- **Provided material**
——

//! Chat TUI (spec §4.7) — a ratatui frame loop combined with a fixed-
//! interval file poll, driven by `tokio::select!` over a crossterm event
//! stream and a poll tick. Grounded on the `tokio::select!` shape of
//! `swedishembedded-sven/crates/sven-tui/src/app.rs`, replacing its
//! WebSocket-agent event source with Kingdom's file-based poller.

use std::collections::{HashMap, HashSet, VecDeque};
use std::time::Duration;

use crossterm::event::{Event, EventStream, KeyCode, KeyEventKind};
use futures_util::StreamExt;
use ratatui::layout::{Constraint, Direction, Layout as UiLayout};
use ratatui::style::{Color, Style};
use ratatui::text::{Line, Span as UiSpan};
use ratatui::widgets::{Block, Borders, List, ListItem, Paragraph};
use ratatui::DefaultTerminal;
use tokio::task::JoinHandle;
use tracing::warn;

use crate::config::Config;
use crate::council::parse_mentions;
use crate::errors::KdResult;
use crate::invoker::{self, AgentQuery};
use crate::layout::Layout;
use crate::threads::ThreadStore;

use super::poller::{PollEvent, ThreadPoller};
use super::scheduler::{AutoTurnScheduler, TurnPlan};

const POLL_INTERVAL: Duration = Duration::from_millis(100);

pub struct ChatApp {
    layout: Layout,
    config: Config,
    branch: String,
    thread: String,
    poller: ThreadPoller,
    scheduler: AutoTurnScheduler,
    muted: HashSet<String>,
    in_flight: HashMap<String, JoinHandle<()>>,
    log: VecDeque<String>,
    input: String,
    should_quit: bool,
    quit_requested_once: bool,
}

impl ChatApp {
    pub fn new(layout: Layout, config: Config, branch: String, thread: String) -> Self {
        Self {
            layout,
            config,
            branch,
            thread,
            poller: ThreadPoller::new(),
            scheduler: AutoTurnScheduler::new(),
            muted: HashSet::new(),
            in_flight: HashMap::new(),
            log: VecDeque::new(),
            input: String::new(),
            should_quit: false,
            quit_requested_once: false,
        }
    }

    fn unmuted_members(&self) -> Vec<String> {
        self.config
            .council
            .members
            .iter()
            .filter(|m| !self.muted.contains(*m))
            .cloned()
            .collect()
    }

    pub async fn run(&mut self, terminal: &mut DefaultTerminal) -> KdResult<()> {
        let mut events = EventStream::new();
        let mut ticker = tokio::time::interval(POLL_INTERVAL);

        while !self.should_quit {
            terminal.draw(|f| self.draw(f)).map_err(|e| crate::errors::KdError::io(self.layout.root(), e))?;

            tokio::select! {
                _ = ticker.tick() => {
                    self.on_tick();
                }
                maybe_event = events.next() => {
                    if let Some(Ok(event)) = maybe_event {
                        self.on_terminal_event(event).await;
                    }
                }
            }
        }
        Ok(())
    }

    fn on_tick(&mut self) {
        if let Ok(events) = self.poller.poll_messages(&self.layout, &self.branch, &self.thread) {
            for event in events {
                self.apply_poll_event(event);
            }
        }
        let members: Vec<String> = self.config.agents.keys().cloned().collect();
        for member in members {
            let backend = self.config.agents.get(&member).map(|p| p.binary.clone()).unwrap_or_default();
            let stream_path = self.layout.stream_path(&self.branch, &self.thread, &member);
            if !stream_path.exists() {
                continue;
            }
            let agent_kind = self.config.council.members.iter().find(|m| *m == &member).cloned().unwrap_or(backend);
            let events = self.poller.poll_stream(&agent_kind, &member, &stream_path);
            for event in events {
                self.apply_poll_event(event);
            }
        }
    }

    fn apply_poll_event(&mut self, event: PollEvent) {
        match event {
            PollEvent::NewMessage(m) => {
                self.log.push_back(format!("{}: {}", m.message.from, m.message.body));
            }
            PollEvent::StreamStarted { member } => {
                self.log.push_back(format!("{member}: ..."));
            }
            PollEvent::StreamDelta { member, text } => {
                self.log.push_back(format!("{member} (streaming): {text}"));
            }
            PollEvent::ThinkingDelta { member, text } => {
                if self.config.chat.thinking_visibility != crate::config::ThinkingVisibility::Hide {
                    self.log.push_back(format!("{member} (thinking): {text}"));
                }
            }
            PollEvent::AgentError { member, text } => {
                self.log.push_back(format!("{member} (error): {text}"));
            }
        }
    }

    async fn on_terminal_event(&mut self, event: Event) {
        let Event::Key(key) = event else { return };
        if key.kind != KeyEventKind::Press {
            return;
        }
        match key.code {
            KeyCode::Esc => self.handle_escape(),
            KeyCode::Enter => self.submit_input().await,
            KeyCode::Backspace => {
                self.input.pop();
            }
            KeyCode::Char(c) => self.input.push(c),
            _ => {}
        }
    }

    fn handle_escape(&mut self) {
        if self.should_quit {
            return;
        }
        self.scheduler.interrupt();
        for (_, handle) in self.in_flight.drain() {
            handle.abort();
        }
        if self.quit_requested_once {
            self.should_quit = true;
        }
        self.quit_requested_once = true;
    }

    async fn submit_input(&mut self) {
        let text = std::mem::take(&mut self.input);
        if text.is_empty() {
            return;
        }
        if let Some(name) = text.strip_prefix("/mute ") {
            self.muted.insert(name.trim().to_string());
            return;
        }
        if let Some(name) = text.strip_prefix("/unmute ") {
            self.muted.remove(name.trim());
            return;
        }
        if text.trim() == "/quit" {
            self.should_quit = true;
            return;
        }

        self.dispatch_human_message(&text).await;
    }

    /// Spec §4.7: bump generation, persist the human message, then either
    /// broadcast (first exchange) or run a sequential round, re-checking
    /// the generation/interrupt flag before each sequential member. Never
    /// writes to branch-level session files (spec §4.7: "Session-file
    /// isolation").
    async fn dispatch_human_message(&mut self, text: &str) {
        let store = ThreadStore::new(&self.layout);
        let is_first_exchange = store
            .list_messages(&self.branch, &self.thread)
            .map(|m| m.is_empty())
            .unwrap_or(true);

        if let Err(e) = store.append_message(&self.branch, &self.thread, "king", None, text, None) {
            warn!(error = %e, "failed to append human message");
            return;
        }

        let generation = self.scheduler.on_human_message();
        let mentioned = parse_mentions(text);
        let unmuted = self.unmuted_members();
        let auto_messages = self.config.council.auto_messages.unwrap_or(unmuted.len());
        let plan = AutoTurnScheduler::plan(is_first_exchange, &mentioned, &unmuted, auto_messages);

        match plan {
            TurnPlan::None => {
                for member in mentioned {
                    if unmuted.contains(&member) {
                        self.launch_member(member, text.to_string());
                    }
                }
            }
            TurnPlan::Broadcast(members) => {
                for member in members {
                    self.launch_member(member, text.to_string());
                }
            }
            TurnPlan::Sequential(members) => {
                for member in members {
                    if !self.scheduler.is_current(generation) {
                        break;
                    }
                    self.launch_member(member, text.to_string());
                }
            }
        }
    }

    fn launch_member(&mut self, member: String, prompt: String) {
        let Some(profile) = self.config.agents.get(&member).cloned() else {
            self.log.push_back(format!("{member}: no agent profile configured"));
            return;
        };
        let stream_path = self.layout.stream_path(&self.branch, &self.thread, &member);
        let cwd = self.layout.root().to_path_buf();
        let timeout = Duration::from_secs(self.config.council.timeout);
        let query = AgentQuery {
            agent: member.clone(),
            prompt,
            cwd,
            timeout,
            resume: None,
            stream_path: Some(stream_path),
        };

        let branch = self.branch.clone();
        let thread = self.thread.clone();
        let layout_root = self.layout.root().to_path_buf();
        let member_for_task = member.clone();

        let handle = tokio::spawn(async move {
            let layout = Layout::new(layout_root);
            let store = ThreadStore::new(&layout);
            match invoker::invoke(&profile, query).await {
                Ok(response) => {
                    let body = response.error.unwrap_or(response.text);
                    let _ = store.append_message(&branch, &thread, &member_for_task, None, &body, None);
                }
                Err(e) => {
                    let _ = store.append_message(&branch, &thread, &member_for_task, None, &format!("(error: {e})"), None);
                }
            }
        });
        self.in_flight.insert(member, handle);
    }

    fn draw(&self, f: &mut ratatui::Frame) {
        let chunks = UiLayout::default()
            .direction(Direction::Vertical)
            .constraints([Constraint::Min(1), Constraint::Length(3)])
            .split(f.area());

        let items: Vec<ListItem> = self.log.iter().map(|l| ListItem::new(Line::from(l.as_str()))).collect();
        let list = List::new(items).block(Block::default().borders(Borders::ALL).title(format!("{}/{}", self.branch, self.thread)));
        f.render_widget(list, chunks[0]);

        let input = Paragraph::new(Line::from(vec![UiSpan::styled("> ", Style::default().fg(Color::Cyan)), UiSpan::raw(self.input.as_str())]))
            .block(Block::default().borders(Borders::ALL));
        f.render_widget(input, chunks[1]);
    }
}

——

- **Your task**
Among the entries, how many lines include the word "DefaultTerminal"? Answer with only the number.

- **Result of the exercise**
2